The CAA’s investigation, confirmed by sources close to the regulator, will examine whether this policy violates UK consumer law. The airline has repeatedly denied wrongdoing, insisting that parents can avoid charges by checking in online early. But the CAA’s intervention suggests the regulator has serious concerns about the fairness of Ryanair’s seat allocation system.
A spokesperson for the CAA said: ‘We have received a significant number of complaints from passengers who have been charged extra to sit next to their children. This practice will be examined closely.’ The investigation comes as consumer groups prepare to launch a legal challenge against Ryanair, arguing that the airline’s policy is misleading and contravenes the Consumer Rights Act 2015.
The law requires that any additional charges must be transparent and not cause undue distress. Forcing parents to pay to ensure their child is seated next to them, critics argue, is a form of ‘drip pricing’ that inflates the final cost of a ticket. Ryanair, in a statement, said: ‘Families who choose to pay for reserved seating can guarantees they sit together.
Those who do not pay are randomly allocated seats, just like any other passengers. Our policy is clear and fully disclosed at the time of booking.’ However, leaked internal correspondence suggests the airline has deliberately designed its seating algorithm to separate families unless fees are paid.
A former employee, speaking on condition of anonymity, said: ‘It is built into the system. The software is programmed to split up groups who haven’t paid for reserved seats. Children are often placed in different rows or even different parts of the plane.
’ The investigation is likely to fuel calls for tighter regulation of airline seat allocation policies. Campaigners argue that low-cost carriers have exploited a regulatory loophole by turning a basic requirement of family travel into a revenue stream. ‘This is a money-making scheme that preys on parents,’ said a spokesperson for Which?

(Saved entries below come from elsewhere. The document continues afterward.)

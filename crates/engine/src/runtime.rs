// SPDX-License-Identifier: BUSL-1.1
// Copyright (c) 2026 Alfred Jean LLC

//! The runtime: single owner of all scheduling state.
//!
//! Exactly one engine loop drives a `Runtime`. Every mutation flows
//! through [`Runtime::step`], [`Runtime::handle_msg`] (router.rs), or
//! [`Runtime::handle_command`]; each returns effects, and every state
//! change is mirrored by an `Emit` effect for the WAL.

use crate::broadcast::BroadcastStore;
use crate::error::RuntimeError;
use crate::jobs::JobManager;
use crate::msg::{OperatorCommand, StopMode};
use crate::pool::TaskPool;
use crate::xtrigger::XtriggerEngine;
use gyre_core::effect::{Effect, JobSpec};
use gyre_core::event::Event;
use gyre_core::outputs::OUTPUT_SUCCEEDED;
use gyre_core::point::CyclePoint;
use gyre_core::task::TaskStatus;
use gyre_core::{Clock, TaskId, TimerId};
use gyre_def::WorkflowDef;
use gyre_storage::MaterializedState;
use std::collections::{HashMap, HashSet};
use std::path::PathBuf;
use std::sync::Arc;
use std::time::Duration;

/// Cooldown applied to a platform after a transport-level failure before
/// its retained batch is retried.
const PLATFORM_COOLDOWN: Duration = Duration::from_secs(60);

/// Accepted verbosity levels for `set-verbosity`.
pub const VERBOSITY_LEVELS: [&str; 4] = ["DEBUG", "INFO", "WARNING", "ERROR"];

pub struct RuntimeConfig {
    /// Job log root: `log/job`.
    pub job_root: PathBuf,
    /// Root holding all workflow run dirs (for `workflow_state`).
    pub run_root: PathBuf,
}

/// Result of one pool step.
pub struct StepOutcome {
    pub effects: Vec<Effect>,
    /// Pool non-empty but nothing can progress.
    pub stalled: bool,
}

#[derive(Debug)]
pub struct Runtime<C: Clock> {
    def: Arc<WorkflowDef>,
    pub pool: TaskPool,
    pub broadcasts: BroadcastStore,
    pub xtriggers: XtriggerEngine,
    pub jobs: JobManager,
    pub(crate) clock: C,
    /// Highest point ever spawned per task; blocks respawn of removed
    /// proxies and drives parentless spawning.
    pub(crate) frontier: HashMap<String, CyclePoint>,
    /// Outputs completed by proxies (including removed ones), for
    /// satisfying prerequisites of late-spawned children. Pruned behind
    /// the oldest active point.
    pub(crate) completed_outputs: HashMap<TaskId, HashSet<String>>,
    /// Tasks whose execution-time-limit deadline poll has fired.
    pub(crate) overdue: HashSet<TaskId>,
    /// Platforms in transport-failure cooldown until the timer clears.
    pub(crate) platform_cooldown: HashSet<String>,
    pub(crate) paused: bool,
    pub(crate) stopping: Option<StopMode>,
}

, the consumer group. ‘The CAA must act swiftly to ensure that families are not charged exorbitant fees just to sit together.’ Ryanair’s shares slipped modestly on the news, but the airline has weathered similar controversies in the past.
The budget carrier has built its business model on charging for extras, from allocated seating to carry-on luggage. But with the CAA investigation and the threat of a legal challenge, that model is now under renewed scrutiny. As one industry analyst put it: ‘The low-cost model works because of add-ons.
But if regulators start clamping down on these charges, the whole business could be forced to change.